- _Provided entries_:
- - -
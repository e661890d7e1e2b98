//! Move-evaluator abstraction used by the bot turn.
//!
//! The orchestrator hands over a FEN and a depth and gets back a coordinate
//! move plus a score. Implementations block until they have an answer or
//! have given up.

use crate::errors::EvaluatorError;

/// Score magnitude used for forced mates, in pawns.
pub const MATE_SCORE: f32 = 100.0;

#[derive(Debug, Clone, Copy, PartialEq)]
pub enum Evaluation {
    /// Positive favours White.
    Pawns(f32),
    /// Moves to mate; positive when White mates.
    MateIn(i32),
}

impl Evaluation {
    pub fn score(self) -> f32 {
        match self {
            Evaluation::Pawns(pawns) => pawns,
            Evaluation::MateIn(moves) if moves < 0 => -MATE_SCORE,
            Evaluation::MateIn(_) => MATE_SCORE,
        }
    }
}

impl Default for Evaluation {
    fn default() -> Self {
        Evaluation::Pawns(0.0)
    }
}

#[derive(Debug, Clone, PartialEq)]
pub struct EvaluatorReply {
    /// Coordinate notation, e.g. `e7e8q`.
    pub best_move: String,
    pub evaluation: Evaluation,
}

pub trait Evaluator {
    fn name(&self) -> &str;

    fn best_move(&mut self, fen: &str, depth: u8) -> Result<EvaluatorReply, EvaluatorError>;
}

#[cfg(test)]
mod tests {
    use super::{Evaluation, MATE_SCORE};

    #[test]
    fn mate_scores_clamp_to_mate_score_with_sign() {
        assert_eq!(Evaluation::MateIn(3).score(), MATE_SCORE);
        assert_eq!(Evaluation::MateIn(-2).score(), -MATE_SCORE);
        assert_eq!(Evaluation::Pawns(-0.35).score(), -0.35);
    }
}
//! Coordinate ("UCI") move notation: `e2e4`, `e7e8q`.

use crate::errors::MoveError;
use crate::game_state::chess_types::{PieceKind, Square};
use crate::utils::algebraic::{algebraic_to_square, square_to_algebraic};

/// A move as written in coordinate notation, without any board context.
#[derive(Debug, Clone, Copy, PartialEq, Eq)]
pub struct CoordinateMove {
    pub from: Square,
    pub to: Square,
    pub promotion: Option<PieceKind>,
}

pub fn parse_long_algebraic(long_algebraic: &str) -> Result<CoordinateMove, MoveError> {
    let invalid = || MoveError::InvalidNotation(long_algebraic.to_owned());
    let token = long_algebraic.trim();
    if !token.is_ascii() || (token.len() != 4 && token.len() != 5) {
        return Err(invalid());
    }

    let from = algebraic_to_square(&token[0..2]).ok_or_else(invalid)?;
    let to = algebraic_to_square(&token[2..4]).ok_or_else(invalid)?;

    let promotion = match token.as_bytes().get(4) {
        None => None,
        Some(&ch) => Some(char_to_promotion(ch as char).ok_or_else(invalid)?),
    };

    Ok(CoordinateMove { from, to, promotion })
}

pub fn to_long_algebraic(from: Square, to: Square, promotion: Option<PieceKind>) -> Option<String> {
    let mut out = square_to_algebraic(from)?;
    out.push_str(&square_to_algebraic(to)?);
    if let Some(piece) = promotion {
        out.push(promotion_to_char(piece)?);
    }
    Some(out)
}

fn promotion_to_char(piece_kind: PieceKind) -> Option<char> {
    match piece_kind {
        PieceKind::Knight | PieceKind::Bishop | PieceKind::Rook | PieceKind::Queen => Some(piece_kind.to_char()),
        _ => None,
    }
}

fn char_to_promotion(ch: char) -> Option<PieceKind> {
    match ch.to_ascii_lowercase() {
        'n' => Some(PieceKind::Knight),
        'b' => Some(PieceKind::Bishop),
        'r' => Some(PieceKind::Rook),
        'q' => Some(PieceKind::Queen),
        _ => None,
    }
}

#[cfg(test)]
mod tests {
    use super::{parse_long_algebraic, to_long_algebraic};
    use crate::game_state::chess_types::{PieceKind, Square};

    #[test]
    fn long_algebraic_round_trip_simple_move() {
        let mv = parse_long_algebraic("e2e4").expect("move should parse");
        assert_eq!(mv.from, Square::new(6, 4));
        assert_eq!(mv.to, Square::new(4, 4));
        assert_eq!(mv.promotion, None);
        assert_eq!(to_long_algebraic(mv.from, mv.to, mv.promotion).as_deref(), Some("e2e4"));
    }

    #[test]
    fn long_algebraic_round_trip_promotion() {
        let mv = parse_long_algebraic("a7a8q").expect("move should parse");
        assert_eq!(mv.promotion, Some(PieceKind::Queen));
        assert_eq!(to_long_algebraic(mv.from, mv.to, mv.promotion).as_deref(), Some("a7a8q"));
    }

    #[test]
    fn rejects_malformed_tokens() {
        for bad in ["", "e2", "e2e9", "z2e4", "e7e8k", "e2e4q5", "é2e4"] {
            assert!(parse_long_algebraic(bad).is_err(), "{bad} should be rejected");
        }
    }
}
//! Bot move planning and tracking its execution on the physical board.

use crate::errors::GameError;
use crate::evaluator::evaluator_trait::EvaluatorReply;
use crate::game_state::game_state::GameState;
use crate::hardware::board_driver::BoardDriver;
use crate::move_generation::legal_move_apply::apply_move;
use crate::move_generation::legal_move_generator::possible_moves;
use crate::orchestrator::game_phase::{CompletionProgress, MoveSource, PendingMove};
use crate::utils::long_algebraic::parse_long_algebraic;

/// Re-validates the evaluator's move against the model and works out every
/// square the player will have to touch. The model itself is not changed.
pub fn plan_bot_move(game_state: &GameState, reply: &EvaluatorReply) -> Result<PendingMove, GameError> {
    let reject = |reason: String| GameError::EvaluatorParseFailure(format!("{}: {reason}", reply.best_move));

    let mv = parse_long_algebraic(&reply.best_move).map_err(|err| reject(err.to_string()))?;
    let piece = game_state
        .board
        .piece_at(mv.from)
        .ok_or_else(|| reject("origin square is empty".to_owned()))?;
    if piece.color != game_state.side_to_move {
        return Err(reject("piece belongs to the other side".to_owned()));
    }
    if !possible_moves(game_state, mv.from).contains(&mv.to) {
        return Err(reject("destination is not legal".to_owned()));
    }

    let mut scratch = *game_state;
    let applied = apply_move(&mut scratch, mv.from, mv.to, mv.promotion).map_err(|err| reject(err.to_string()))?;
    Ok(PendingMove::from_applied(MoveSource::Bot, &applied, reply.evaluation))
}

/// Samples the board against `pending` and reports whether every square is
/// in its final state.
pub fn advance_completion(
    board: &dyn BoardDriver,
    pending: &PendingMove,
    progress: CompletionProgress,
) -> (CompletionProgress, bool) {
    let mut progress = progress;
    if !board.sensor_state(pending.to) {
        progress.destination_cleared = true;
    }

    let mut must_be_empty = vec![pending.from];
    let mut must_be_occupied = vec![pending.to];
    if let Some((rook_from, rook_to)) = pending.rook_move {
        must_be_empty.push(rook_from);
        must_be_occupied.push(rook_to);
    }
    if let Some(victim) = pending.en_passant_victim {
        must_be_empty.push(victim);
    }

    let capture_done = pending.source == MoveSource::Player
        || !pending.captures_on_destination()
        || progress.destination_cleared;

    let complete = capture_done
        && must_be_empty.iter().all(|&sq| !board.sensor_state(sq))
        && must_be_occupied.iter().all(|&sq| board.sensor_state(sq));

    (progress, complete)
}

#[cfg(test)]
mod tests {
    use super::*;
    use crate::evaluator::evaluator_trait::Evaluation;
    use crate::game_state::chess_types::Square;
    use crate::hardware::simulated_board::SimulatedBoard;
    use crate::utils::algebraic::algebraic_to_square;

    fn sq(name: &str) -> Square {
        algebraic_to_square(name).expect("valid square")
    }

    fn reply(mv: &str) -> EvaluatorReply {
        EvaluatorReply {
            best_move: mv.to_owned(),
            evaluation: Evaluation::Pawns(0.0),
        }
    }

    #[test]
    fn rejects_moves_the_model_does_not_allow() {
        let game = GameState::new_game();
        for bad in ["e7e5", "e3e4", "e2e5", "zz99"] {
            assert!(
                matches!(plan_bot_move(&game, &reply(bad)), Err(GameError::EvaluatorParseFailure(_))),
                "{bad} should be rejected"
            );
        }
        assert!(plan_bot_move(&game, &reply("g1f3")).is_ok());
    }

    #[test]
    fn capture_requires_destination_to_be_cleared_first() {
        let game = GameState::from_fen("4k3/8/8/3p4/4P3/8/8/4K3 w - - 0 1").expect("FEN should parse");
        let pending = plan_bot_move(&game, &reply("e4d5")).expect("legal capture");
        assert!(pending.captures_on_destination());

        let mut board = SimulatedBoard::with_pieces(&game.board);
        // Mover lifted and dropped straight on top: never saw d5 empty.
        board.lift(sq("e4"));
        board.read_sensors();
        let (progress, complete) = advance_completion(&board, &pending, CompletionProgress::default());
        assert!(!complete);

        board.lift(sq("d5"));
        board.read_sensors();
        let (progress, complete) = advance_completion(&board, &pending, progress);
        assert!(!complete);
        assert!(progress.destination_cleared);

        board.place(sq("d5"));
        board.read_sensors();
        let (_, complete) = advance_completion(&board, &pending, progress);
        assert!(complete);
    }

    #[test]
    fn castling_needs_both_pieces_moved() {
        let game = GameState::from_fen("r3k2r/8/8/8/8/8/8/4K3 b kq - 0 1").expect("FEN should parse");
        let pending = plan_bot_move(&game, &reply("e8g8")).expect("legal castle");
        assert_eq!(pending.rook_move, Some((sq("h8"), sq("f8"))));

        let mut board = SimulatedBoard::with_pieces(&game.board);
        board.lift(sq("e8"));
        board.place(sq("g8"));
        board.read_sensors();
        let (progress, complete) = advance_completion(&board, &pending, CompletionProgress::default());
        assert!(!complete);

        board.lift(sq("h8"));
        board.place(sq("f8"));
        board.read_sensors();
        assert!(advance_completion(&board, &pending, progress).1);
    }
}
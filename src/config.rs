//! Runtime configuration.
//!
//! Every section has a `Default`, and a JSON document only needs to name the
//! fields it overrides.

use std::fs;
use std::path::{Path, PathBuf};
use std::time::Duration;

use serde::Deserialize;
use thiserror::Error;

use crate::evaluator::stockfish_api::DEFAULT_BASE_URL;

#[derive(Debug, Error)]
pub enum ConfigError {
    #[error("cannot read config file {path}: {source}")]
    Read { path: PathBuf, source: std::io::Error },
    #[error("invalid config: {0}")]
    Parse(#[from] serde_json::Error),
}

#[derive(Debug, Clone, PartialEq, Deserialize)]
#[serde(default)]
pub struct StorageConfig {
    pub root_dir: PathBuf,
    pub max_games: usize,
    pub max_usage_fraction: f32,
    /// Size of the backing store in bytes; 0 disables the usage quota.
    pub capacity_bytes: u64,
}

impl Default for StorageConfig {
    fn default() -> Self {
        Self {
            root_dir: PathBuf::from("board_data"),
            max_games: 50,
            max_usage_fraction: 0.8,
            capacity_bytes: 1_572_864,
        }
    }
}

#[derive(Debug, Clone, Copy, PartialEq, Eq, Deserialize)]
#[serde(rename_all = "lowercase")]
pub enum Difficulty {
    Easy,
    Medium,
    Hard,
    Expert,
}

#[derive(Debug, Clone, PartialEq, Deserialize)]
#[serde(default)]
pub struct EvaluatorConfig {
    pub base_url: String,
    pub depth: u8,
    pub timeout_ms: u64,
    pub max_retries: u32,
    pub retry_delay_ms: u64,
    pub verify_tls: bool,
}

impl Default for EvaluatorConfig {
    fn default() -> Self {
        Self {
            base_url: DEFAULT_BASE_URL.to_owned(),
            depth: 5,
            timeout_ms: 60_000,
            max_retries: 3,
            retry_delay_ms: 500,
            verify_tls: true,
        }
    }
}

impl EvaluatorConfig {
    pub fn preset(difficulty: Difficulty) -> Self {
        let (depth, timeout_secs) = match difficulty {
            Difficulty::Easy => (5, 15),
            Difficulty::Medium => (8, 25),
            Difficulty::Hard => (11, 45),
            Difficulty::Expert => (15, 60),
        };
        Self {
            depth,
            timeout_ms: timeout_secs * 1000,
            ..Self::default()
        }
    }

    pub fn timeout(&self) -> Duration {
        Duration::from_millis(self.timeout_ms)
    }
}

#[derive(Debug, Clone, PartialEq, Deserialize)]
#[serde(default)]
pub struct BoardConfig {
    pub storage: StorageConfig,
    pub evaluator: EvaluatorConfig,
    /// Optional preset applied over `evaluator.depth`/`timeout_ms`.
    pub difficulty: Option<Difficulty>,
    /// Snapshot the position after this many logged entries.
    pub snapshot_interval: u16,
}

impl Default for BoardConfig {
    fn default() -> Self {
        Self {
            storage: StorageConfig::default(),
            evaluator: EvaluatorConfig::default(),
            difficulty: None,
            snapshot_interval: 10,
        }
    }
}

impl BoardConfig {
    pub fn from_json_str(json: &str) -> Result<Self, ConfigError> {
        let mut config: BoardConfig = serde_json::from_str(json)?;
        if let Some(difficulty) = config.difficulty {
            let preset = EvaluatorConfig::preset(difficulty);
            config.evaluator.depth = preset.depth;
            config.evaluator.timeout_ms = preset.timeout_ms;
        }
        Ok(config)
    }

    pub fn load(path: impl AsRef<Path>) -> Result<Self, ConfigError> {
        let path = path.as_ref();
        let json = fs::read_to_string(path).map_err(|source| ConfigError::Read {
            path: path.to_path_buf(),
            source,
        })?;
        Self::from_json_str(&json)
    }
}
- - -
- _About this exercise_: Would you copy out each line of the records above where the word "have" occurs?

- _Answer to this problem_:
//! move plus a score. Implementations block until they have an answer or
//! have given up.
/// square the player will have to touch. The model itself is not changed.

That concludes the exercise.